● **EXERCISE INSTRUCTIONS**: Lines from the top of the entries through the line that has "pub struct Shortcuts" must be duplicated exactly, and no others.

(Stored items)
============
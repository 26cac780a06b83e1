//! ショートカット設定の管理。

use anyhow::Result;
use crossterm::event::{KeyCode, KeyEvent, KeyModifiers};
use serde::{Deserialize, Serialize};
use std::path::Path;

/// ショートカット設定の全体（`shortcut.toml`）。
#[derive(Debug, Clone, Serialize, Deserialize)]
pub struct Shortcuts {
    pub home: HomeShortcuts,
    pub builder: BuilderShortcuts,
    pub saved: SavedShortcuts,
    pub detail: DetailShortcuts,
    pub settings: SettingsShortcuts,
    pub input_box: InputBoxShortcuts,
}

/// ホーム画面のショートカット。
#[derive(Debug, Clone, Serialize, Deserialize)]
pub struct HomeShortcuts {
    pub quit: Vec<String>,
    pub enter: Vec<String>,
    pub down: Vec<String>,
    pub up: Vec<String>,
}

/// ウィザード画面のショートカット。
#[derive(Debug, Clone, Serialize, Deserialize)]
pub struct BuilderShortcuts {
    pub proceed: Vec<String>,
    pub back: Vec<String>,
    pub down: Vec<String>,
    pub up: Vec<String>,
    pub retry: Vec<String>,
    pub start_date: Vec<String>,
    pub end_date: Vec<String>,
    pub save: Vec<String>,
    pub name: Vec<String>,
    pub comment: Vec<String>,
}

/// 保存済み一覧のショートカット。
#[derive(Debug, Clone, Serialize, Deserialize)]
pub struct SavedShortcuts {
    pub back: Vec<String>,
    pub open: Vec<String>,
    pub refresh: Vec<String>,
    pub down: Vec<String>,
    pub up: Vec<String>,
}

/// 詳細画面のショートカット。
#[derive(Debug, Clone, Serialize, Deserialize)]
pub struct DetailShortcuts {
    pub back: Vec<String>,
    pub run: Vec<String>,
    pub comment: Vec<String>,
}

/// 設定画面のショートカット。
#[derive(Debug, Clone, Serialize, Deserialize)]
pub struct SettingsShortcuts {
    pub cancel: Vec<String>,
    pub save: Vec<String>,
    pub base_url: Vec<String>,
    pub username: Vec<String>,
}

/// InputBoxのショートカット。
#[derive(Debug, Clone, Serialize, Deserialize)]
pub struct InputBoxShortcuts {
    pub confirm: Vec<String>,
    pub cancel: Vec<String>,
    pub backspace: Vec<String>,
    pub delete: Vec<String>,
    pub left: Vec<String>,
    pub right: Vec<String>,
    pub home: Vec<String>,
    pub end: Vec<String>,
    pub clear_line: Vec<String>,
}

impl Shortcuts {
    /// TOMLから読み込み、無ければデフォルトを返す。
    pub fn load_or_default<P: AsRef<Path>>(path: P) -> Result<Self> {
        let path = path.as_ref();
        if !path.exists() {
            return Ok(Self::default());
        }
        let content = std::fs::read_to_string(path)?;
        let shortcuts: Shortcuts = toml::from_str(&content)?;
        for (name, keys) in shortcuts.all_bindings() {
            if let Some(bad) = keys.iter().find(|k| KeyBinding::parse(k).is_none()) {
                tracing::warn!("unrecognised shortcut for {name}: {bad}");
            }
        }
        Ok(shortcuts)
    }

    /// 検証用に全バインドを列挙する。
    fn all_bindings(&self) -> Vec<(&'static str, &[String])> {
        vec![
            ("home.quit", self.home.quit.as_slice()),
            ("home.enter", self.home.enter.as_slice()),
            ("builder.proceed", self.builder.proceed.as_slice()),
            ("builder.back", self.builder.back.as_slice()),
            ("builder.retry", self.builder.retry.as_slice()),
            ("builder.start_date", self.builder.start_date.as_slice()),
            ("builder.end_date", self.builder.end_date.as_slice()),
            ("builder.save", self.builder.save.as_slice()),
            ("builder.name", self.builder.name.as_slice()),
            ("builder.comment", self.builder.comment.as_slice()),
            ("saved.open", self.saved.open.as_slice()),
            ("saved.refresh", self.saved.refresh.as_slice()),
            ("detail.run", self.detail.run.as_slice()),
            ("detail.comment", self.detail.comment.as_slice()),
            ("settings.save", self.settings.save.as_slice()),
            ("settings.base_url", self.settings.base_url.as_slice()),
            ("settings.username", self.settings.username.as_slice()),
            ("input_box.confirm", self.input_box.confirm.as_slice()),
            ("input_box.clear_line", self.input_box.clear_line.as_slice()),
        ]
    }
}

fn keys(list: &[&str]) -> Vec<String> {
    list.iter().map(|s| s.to_string()).collect()
}

impl Default for Shortcuts {
    fn default() -> Self {
        Self {
            home: HomeShortcuts {
                quit: keys(&["q"]),
                enter: keys(&["Enter"]),
                down: keys(&["Down", "j"]),
                up: keys(&["Up", "k"]),
            },
            builder: BuilderShortcuts {
                proceed: keys(&["Enter"]),
                back: keys(&["Esc"]),
                down: keys(&["Down", "j"]),
                up: keys(&["Up", "k"]),
                retry: keys(&["r"]),
                start_date: keys(&["d"]),
                end_date: keys(&["e"]),
                save: keys(&["s"]),
                name: keys(&["n"]),
                comment: keys(&["c"]),
            },
            saved: SavedShortcuts {
                back: keys(&["Esc"]),
                open: keys(&["Enter"]),
                refresh: keys(&["r"]),
                down: keys(&["Down", "j"]),
                up: keys(&["Up", "k"]),
            },
            detail: DetailShortcuts {
                back: keys(&["Esc"]),
                run: keys(&["x"]),
                comment: keys(&["c"]),
            },
            settings: SettingsShortcuts {
                cancel: keys(&["Esc"]),
                save: keys(&["Enter"]),
                base_url: keys(&["b"]),
                username: keys(&["u"]),
            },
            // 文字入力と衝突しないよう文字キーは割り当てない。
            input_box: InputBoxShortcuts {
                confirm: keys(&["Enter"]),
                cancel: keys(&["Esc"]),
                backspace: keys(&["Backspace"]),
                delete: keys(&["Delete"]),
                left: keys(&["Left"]),
                right: keys(&["Right"]),
                home: keys(&["Home"]),
                end: keys(&["End"]),
                clear_line: keys(&["Ctrl+u"]),
            },
        }
    }
}

/// 解析済みのキー指定（例: "Ctrl+u", "a", "Enter"）。
#[derive(Clone, Copy, Debug, PartialEq, Eq)]
pub struct KeyBinding {
    pub code: KeyCode,
    pub modifiers: KeyModifiers,
}

impl KeyBinding {
    /// ショートカット文字列を解析する。未知の表記はNone。
    pub fn parse(s: &str) -> Option<Self> {
        let (mods, key) = match s.rsplit_once('+') {
            // "+" そのものは修飾なしの文字キー。
            Some((m, k)) if !k.is_empty() => (Some(m), k),
            _ => (None, s),
        };

        let mut modifiers = KeyModifiers::empty();
        for m in mods.into_iter().flat_map(|m| m.split('+')) {
            modifiers |= match m.to_ascii_lowercase().as_str() {
                "ctrl" => KeyModifiers::CONTROL,
                "alt" => KeyModifiers::ALT,
                "shift" => KeyModifiers::SHIFT,
                _ => return None,
            };
        }

        let code = match key.to_ascii_lowercase().as_str() {
            "enter" => KeyCode::Enter,
            "esc" => KeyCode::Esc,
            "tab" => KeyCode::Tab,
            "backspace" => KeyCode::Backspace,
            "delete" => KeyCode::Delete,
            "up" => KeyCode::Up,
            "down" => KeyCode::Down,
            "left" => KeyCode::Left,
            "right" => KeyCode::Right,
            "home" => KeyCode::Home,
            "end" => KeyCode::End,
            _ => {
                let mut chars = key.chars();
                match (chars.next(), chars.next()) {
                    (Some(c), None) => KeyCode::Char(c),
                    _ => return None,
                }
            }
        };
        Some(Self { code, modifiers })
    }

    pub fn matches(&self, key: &KeyEvent) -> bool {
        key.code == self.code && key.modifiers == self.modifiers
    }
}

/// KeyEventがいずれかのショートカット文字列と一致するか判定する。
pub fn matches_shortcut(key: &KeyEvent, shortcuts: &[String]) -> bool {
    shortcuts
        .iter()
        .filter_map(|s| KeyBinding::parse(s))
        .any(|b| b.matches(key))
}

#[cfg(test)]
mod tests {
    use super::*;

    fn key(code: KeyCode, modifiers: KeyModifiers) -> KeyEvent {
        KeyEvent::new(code, modifiers)
    }

    #[test]
    fn test_matches_shortcut_simple_char() {
        let k = key(KeyCode::Char('q'), KeyModifiers::empty());
        assert!(matches_shortcut(&k, &keys(&["q"])));
        assert!(!matches_shortcut(&k, &keys(&["w"])));
    }

    #[test]
    fn test_matches_shortcut_special_key_case_insensitive() {
        let k = key(KeyCode::Enter, KeyModifiers::empty());
        assert!(matches_shortcut(&k, &keys(&["Enter"])));
        assert!(matches_shortcut(&k, &keys(&["enter"])));
        assert!(!matches_shortcut(&k, &keys(&["Esc"])));
    }

    #[test]
    fn test_matches_shortcut_with_modifier() {
        let k = key(KeyCode::Char('u'), KeyModifiers::CONTROL);
        assert!(matches_shortcut(&k, &keys(&["Ctrl+u"])));
        assert!(!matches_shortcut(&k, &keys(&["u"])));
    }

    #[test]
    fn test_matches_shortcut_multiple_keys() {
        let list = keys(&["Up", "k"]);
        assert!(matches_shortcut(&key(KeyCode::Up, KeyModifiers::empty()), &list));
        assert!(matches_shortcut(
            &key(KeyCode::Char('k'), KeyModifiers::empty()),
            &list
        ));
        assert!(!matches_shortcut(
            &key(KeyCode::Char('j'), KeyModifiers::empty()),
            &list
        ));
    }

    #[test]
    fn test_parse_rejects_unknown() {
        assert_eq!(KeyBinding::parse("Hyper+x"), None);
        assert_eq!(KeyBinding::parse("PageUpish"), None);
        assert_eq!(
            KeyBinding::parse("+"),
            Some(KeyBinding {
                code: KeyCode::Char('+'),
                modifiers: KeyModifiers::empty()
            })
        );
        assert_eq!(
            KeyBinding::parse("Ctrl+Alt+x").map(|b| b.modifiers),
            Some(KeyModifiers::CONTROL | KeyModifiers::ALT)
        );
    }

    #[test]
    fn test_defaults_parse_and_roundtrip() {
        let d = Shortcuts::default();
        for (name, list) in d.all_bindings() {
            assert!(
                list.iter().all(|k| KeyBinding::parse(k).is_some()),
                "{name}"
            );
        }
        // 既定値をTOMLに書き出して読み戻せる。
        let s = toml::to_string_pretty(&d).unwrap();
        let back: Shortcuts = toml::from_str(&s).unwrap();
        assert_eq!(back.builder.retry, d.builder.retry);
    }
}
impl WizardStep {
    /// 全ステップ（番号順）。
    pub const ALL: [WizardStep; 9] = [
        WizardStep::Welcome,
        WizardStep::SelectCountry,
        WizardStep::SelectQueryType,
        WizardStep::LoadingDateBounds,
        WizardStep::SelectDateType,
        WizardStep::EnterDates,
        WizardStep::LoadingResult,
        WizardStep::ReviewResult,
        WizardStep::SaveDetails,
    ];

    /// ステップ番号（0始まり）。
    pub fn index(self) -> usize {
        match self {
            WizardStep::Welcome => 0,
            WizardStep::SelectCountry => 1,
            WizardStep::SelectQueryType => 2,
            WizardStep::LoadingDateBounds => 3,
            WizardStep::SelectDateType => 4,
            WizardStep::EnterDates => 5,
            WizardStep::LoadingResult => 6,
            WizardStep::ReviewResult => 7,
            WizardStep::SaveDetails => 8,
        }
    }

    /// 非同期処理の完了待ちステップか。
    pub fn is_loading(self) -> bool {
        matches!(
            self,
            WizardStep::LoadingDateBounds | WizardStep::LoadingResult
        )
    }

    /// 戻る操作の遷移先。読み込みステップへは戻らない。
    pub fn back(self) -> Back {
        match self {
            WizardStep::Welcome => Back::Exit,
            // 日付範囲の再取得を避けるためクエリ種別選択へ戻す。
            WizardStep::SelectDateType => Back::To(WizardStep::SelectQueryType),
            // クエリの再実行を避けるため日付入力へ戻す。
            WizardStep::ReviewResult => Back::To(WizardStep::EnterDates),
            WizardStep::SelectCountry => Back::To(WizardStep::Welcome),
            WizardStep::SelectQueryType => Back::To(WizardStep::SelectCountry),
            WizardStep::LoadingDateBounds => Back::To(WizardStep::SelectQueryType),
            WizardStep::EnterDates => Back::To(WizardStep::SelectDateType),
            WizardStep::LoadingResult => Back::To(WizardStep::EnterDates),
            WizardStep::SaveDetails => Back::To(WizardStep::ReviewResult),
        }
    }

    /// 画面タイトル。
    pub fn title(self) -> &'static str {
        match self {
            WizardStep::Welcome => "Welcome",
            WizardStep::SelectCountry => "Country",
            WizardStep::SelectQueryType => "Query type",
            WizardStep::LoadingDateBounds => "Loading dates",
            WizardStep::SelectDateType => "Date type",
            WizardStep::EnterDates => "Dates",
            WizardStep::LoadingResult => "Running query",
            WizardStep::ReviewResult => "Result",
            WizardStep::SaveDetails => "Save",
        }
    }
}

impl fmt::Display for WizardStep {
    fn fmt(&self, f: &mut fmt::Formatter<'_>) -> fmt::Result {
        write!(f, "{} ({})", self.index(), self.title())
    }
}

/// 発行したリクエストの識別子。完了通知の照合に使う。
#[derive(Clone, Copy, Debug, PartialEq, Eq, Hash)]
pub struct Ticket(Uuid);

impl Ticket {
    pub(crate) fn new() -> Self {
        Self(Uuid::new_v4())
    }
}

impl fmt::Display for Ticket {
    fn fmt(&self, f: &mut fmt::Formatter<'_>) -> fmt::Result {
        write!(f, "{}", self.0)
    }
}

/// ウィザードが呼び出し側へ依頼するリモート処理。
#[derive(Clone, Debug, PartialEq)]
pub enum Effect {
    /// クエリ種別の日付範囲を取得する。
    FetchDateBounds {
        ticket: Ticket,
        query_type: QueryType,
    },
    /// 組み立てたクエリを実行する。
    ExecuteQuery {
        ticket: Ticket,
        locator: QueryLocator,
    },
    /// クエリを保存する。
    SaveQuery { ticket: Ticket, request: SaveRequest },
}

impl Effect {
    pub fn ticket(&self) -> Ticket {
        match self {
            Effect::FetchDateBounds { ticket, .. }
            | Effect::ExecuteQuery { ticket, .. }
            | Effect::SaveQuery { ticket, .. } => *ticket,
        }
    }
}

/// 非同期処理の完了を反映した結果。
#[derive(Clone, Debug, PartialEq)]
pub enum Settled {
    /// 次のステップへ進んだ。
    Advanced(WizardStep),
    /// 対話ステップへ戻した（通知付き）。
    RolledBack { to: WizardStep, notice: String },
    /// 失敗したため現在のステップに留まる。
    Stalled { reason: String },
    /// 保存が完了した。
    Saved,
    /// 古いリクエストの完了なので無視した。
    Ignored,
}

/// 遷移が拒否された理由。
#[derive(Debug, Clone, PartialEq, Eq, Error)]
pub enum WizardError {
    #[error("{action} is not available at step {step}")]
    WrongStep {
        action: &'static str,
        step: WizardStep,
    },
    #[error("a request is already in progress")]
    Busy,
    #[error("nothing to retry at this step")]
    NothingToRetry,
    #[error("unknown country: {0}")]
    UnknownCountry(String),
    #[error("this query has already been saved")]
    AlreadySaved,
    #[error(transparent)]
    Validation(#[from] ValidationError),
    #[error(transparent)]
    MissingContext(#[from] MissingContext),
}

/// ウィザード1セッション分の状態。
#[derive(Clone, Debug)]
pub struct Wizard {
    /// 現在のステップ
    step: WizardStep,
    /// 選択内容
    draft: QueryDraft,
    /// 選択可能な国
    countries: Vec<String>,
    /// 完了待ちのリクエスト
    pending: Option<Ticket>,
    /// 保存済みか
    saved: bool,
}
//! Locator construction and query execution.

use thiserror::Error;

use crate::{
    api::{Outcome, QueryApi, types::ResultRecord},
    draft::{DateType, QueryDraft, QueryLocator},
};

/// A draft field the locator needs is still unset.
#[derive(Debug, Clone, PartialEq, Eq, Error)]
#[error("missing {0} in query draft")]
pub struct MissingContext(pub &'static str);

const DATE_FMT: &str = "%Y-%m-%d";

/// Build the locator for a draft.
///
/// Depends only on country, query type, date type and the dates, so the same
/// selections always target the same remote resource.
pub fn build_locator(draft: &QueryDraft) -> Result<QueryLocator, MissingContext> {
    let country = draft.country.as_deref().ok_or(MissingContext("country"))?;
    let query_type = draft.query_type.ok_or(MissingContext("query type"))?;
    let date_type = draft.date_type.ok_or(MissingContext("date type"))?;
    let start = draft.start_date.ok_or(MissingContext("start date"))?;
    let country = urlencoding::encode(country);

    let path = match date_type {
        DateType::DateInterval => {
            let end = draft.end_date.ok_or(MissingContext("end date"))?;
            format!(
                "/api/bigquery/get/{}_dates/{}/{}/{}",
                query_type.as_str(),
                country,
                start.format(DATE_FMT),
                end.format(DATE_FMT)
            )
        }
        DateType::SingleDate => format!(
            "/api/bigquery/get/{}_day/{}/{}",
            query_type.as_str(),
            country,
            start.format(DATE_FMT)
        ),
    };
    Ok(QueryLocator::new(path))
}

/// Run a locator once. Used by the wizard and for saved queries; results are never cached.
pub async fn run(api: &dyn QueryApi, locator: &QueryLocator) -> Outcome<Vec<ResultRecord>> {
    tracing::info!("executing query: {locator}");
    let outcome = api.execute(locator).await;
    match &outcome {
        Outcome::Success(rows) => tracing::info!("query returned {} rows", rows.len()),
        Outcome::Empty => tracing::warn!("query returned no results: {locator}"),
        Outcome::Failure(e) => tracing::error!("error executing query {locator}: {e}"),
    }
    outcome
}

#[cfg(test)]
mod tests {
    use super::*;
    use crate::{
        draft::QueryType,
        testing::{FakeApi, record, ymd},
    };

    fn single_day_draft() -> QueryDraft {
        QueryDraft {
            country: Some("US".into()),
            query_type: Some(QueryType::TopTerms),
            date_type: Some(DateType::SingleDate),
            start_date: Some(ymd(2024, 3, 1)),
            ..QueryDraft::default()
        }
    }

    #[test]
    fn test_single_day_locator_is_deterministic() {
        let d = single_day_draft();
        let a = build_locator(&d).unwrap();
        let b = build_locator(&d).unwrap();
        assert_eq!(a, b);
        assert_eq!(a.as_str(), "/api/bigquery/get/top_terms_day/US/2024-03-01");
    }

    #[test]
    fn test_single_day_ignores_end_date() {
        let mut d = single_day_draft();
        d.end_date = Some(ymd(2024, 3, 9));
        assert_eq!(
            build_locator(&d).unwrap().as_str(),
            "/api/bigquery/get/top_terms_day/US/2024-03-01"
        );
    }

    #[test]
    fn test_interval_locator_shape() {
        let d = QueryDraft {
            country: Some("United Kingdom".into()),
            query_type: Some(QueryType::TopRisingTerms),
            date_type: Some(DateType::DateInterval),
            start_date: Some(ymd(2024, 1, 5)),
            end_date: Some(ymd(2024, 1, 10)),
            ..QueryDraft::default()
        };
        assert_eq!(
            build_locator(&d).unwrap().as_str(),
            "/api/bigquery/get/top_rising_terms_dates/United%20Kingdom/2024-01-05/2024-01-10"
        );
    }

    #[test]
    fn test_missing_context_reported() {
        let mut d = single_day_draft();
        d.country = None;
        assert_eq!(build_locator(&d), Err(MissingContext("country")));
    }

    #[tokio::test]
    async fn test_run_passes_outcome_through() {
        let api = FakeApi::default()
            .with_results(Outcome::Success(vec![record("eclipse"), record("weather")]));
        let loc = build_locator(&single_day_draft()).unwrap();
        let out = run(&api, &loc).await;
        assert!(matches!(out, Outcome::Success(ref rows) if rows.len() == 2));
        // 同じロケータで再実行すると毎回リモートへ問い合わせる。
        run(&api, &loc).await;
        assert_eq!(api.executed(), vec![loc.clone(), loc]);
    }
}
#[cfg(test)]
mod tests {
    use super::*;
    use crate::{
        api::Outcome,
        app::{handle_worker_event, tests::test_app},
        draft::DateBounds,
        testing::{record, ymd},
        worker::WorkerEvent,
    };

    fn press(c: char) -> KeyEvent {
        KeyEvent::new(KeyCode::Char(c), KeyModifiers::empty())
    }

    fn code(c: KeyCode) -> KeyEvent {
        KeyEvent::new(c, KeyModifiers::empty())
    }

    async fn type_text(app: &mut App, s: &str) {
        for c in s.chars() {
            handle_key(app, press(c)).await.unwrap();
        }
    }

    #[tokio::test]
    async fn test_keyboard_walk_dispatches_commands() {
        let (mut app, mut rx, _tx) = test_app();
        // Home → Builder
        handle_key(&mut app, code(KeyCode::Enter)).await.unwrap();
        assert_eq!(app.ui.screen, Screen::Builder);
        // Welcome → 国選択 → Colombia
        handle_key(&mut app, code(KeyCode::Enter)).await.unwrap();
        handle_key(&mut app, code(KeyCode::Down)).await.unwrap();
        handle_key(&mut app, code(KeyCode::Enter)).await.unwrap();
        assert_eq!(app.wizard.draft().country.as_deref(), Some("Colombia"));
        // Top Rising Terms
        handle_key(&mut app, code(KeyCode::Down)).await.unwrap();
        handle_key(&mut app, code(KeyCode::Enter)).await.unwrap();
        let (ticket, query_type) = match rx.recv().await.unwrap() {
            WorkerCmd::FetchDateBounds { ticket, query_type } => (ticket, query_type),
            other => panic!("unexpected {other:?}"),
        };
        assert_eq!(query_type, QueryType::TopRisingTerms);

        handle_worker_event(
            &mut app,
            WorkerEvent::DateBoundsSettled {
                ticket,
                outcome: Outcome::Success(DateBounds {
                    min: ymd(2023, 1, 1),
                    max: ymd(2024, 1, 1),
                }),
            },
        );
        assert_eq!(app.wizard.step(), WizardStep::SelectDateType);

        // 期間指定を選び日付を入力する。
        handle_key(&mut app, code(KeyCode::Enter)).await.unwrap();
        handle_key(&mut app, press('d')).await.unwrap();
        type_text(&mut app, "2023-03-01").await;
        handle_key(&mut app, code(KeyCode::Enter)).await.unwrap();
        handle_key(&mut app, press('e')).await.unwrap();
        type_text(&mut app, "2023-03-05").await;
        handle_key(&mut app, code(KeyCode::Enter)).await.unwrap();
        assert!(app.ui.error.is_none());

        handle_key(&mut app, code(KeyCode::Enter)).await.unwrap();
        let ticket = match rx.recv().await.unwrap() {
            WorkerCmd::ExecuteQuery { ticket, locator } => {
                assert_eq!(
                    locator.as_str(),
                    "/api/bigquery/get/top_rising_terms_dates/Colombia/2023-03-01/2023-03-05"
                );
                ticket
            }
            other => panic!("unexpected {other:?}"),
        };
        handle_worker_event(
            &mut app,
            WorkerEvent::QuerySettled {
                ticket,
                outcome: Outcome::Success(vec![record("a"), record("b")]),
            },
        );
        assert_eq!(app.wizard.step(), WizardStep::ReviewResult);

        // 保存
        handle_key(&mut app, press('s')).await.unwrap();
        handle_key(&mut app, press('n')).await.unwrap();
        type_text(&mut app, "march").await;
        handle_key(&mut app, code(KeyCode::Enter)).await.unwrap();
        handle_key(&mut app, code(KeyCode::Enter)).await.unwrap();
        let ticket = match rx.recv().await.unwrap() {
            WorkerCmd::SaveQuery { ticket, request } => {
                assert_eq!(request.name, "march");
                assert_eq!(request.username, "ana");
                ticket
            }
            other => panic!("unexpected {other:?}"),
        };

        // 保存中は戻れない。
        handle_key(&mut app, code(KeyCode::Esc)).await.unwrap();
        assert_eq!(app.wizard.step(), WizardStep::SaveDetails);
        handle_worker_event(
            &mut app,
            WorkerEvent::SaveSettled {
                ticket,
                result: Ok(()),
            },
        );
        assert!(app.wizard.is_saved());
    }

    #[tokio::test]
    async fn test_invalid_date_input_reports_error() {
        let (mut app, _rx, _tx) = test_app();
        app.ui.switch_to(Screen::Builder);
        let w = &mut app.wizard;
        w.start().unwrap();
        w.select_country("US").unwrap();
        let eff = w.select_query_type(QueryType::TopTerms).unwrap();
        w.settle_date_bounds(
            eff.ticket(),
            Outcome::Success(DateBounds {
                min: ymd(2023, 1, 1),
                max: ymd(2024, 1, 1),
            }),
        );
        w.select_date_type(DateType::SingleDate).unwrap();

        handle_key(&mut app, press('d')).await.unwrap();
        type_text(&mut app, "03/01/2023").await;
        handle_key(&mut app, code(KeyCode::Enter)).await.unwrap();
        assert!(app.ui.error.as_deref().unwrap().contains("Invalid date"));
        assert!(app.wizard.draft().start_date.is_none());

        // 終了日は単日指定では開かない。
        handle_key(&mut app, press('e')).await.unwrap();
        assert!(app.input_box.is_none());
    }

    #[tokio::test]
    async fn test_escape_from_welcome_returns_home() {
        let (mut app, _rx, _tx) = test_app();
        app.ui.switch_to(Screen::Builder);
        handle_key(&mut app, code(KeyCode::Esc)).await.unwrap();
        assert_eq!(app.ui.screen, Screen::Home);
    }

    #[tokio::test]
    async fn test_empty_comment_not_sent() {
        let (mut app, mut rx, _tx) = test_app();
        app.ui.switch_to(Screen::QueryDetail);
        app.detail = Some(crate::app::QueryDetail {
            query: crate::api::types::SavedQuery {
                id: 4,
                name: "q".into(),
                query: "/x".into(),
                username: "ana".into(),
                date: ymd(2024, 1, 1),
                query_comment: String::new(),
            },
            comments: vec![],
            result: None,
            running: false,
        });
        handle_key(&mut app, press('c')).await.unwrap();
        type_text(&mut app, "   ").await;
        handle_key(&mut app, code(KeyCode::Enter)).await.unwrap();
        assert!(app.ui.error.is_some());
        assert!(rx.try_recv().is_err());

        handle_key(&mut app, press('c')).await.unwrap();
        type_text(&mut app, "nice").await;
        handle_key(&mut app, code(KeyCode::Enter)).await.unwrap();
        assert!(matches!(
            rx.try_recv(),
            Ok(WorkerCmd::PostComment(ref c)) if c.query_id == 4 && c.text == "nice"
        ));
    }

    #[test]
    fn test_ctrl_c_detection() {
        assert!(is_ctrl_c(&KeyEvent::new(
            KeyCode::Char('c'),
            KeyModifiers::CONTROL
        )));
        assert!(!is_ctrl_c(&press('c')));
    }
}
============
● **EXPECTED ANSWER**:
repository 26cac780a06b83e1
//! ショートカット設定の管理。

use anyhow::Result;
use crossterm::event::{KeyCode, KeyEvent, KeyModifiers};
use serde::{Deserialize, Serialize};
use std::path::Path;

/// ショートカット設定の全体（`shortcut.toml`）。
#[derive(Debug, Clone, Serialize, Deserialize)]
pub struct Shortcuts {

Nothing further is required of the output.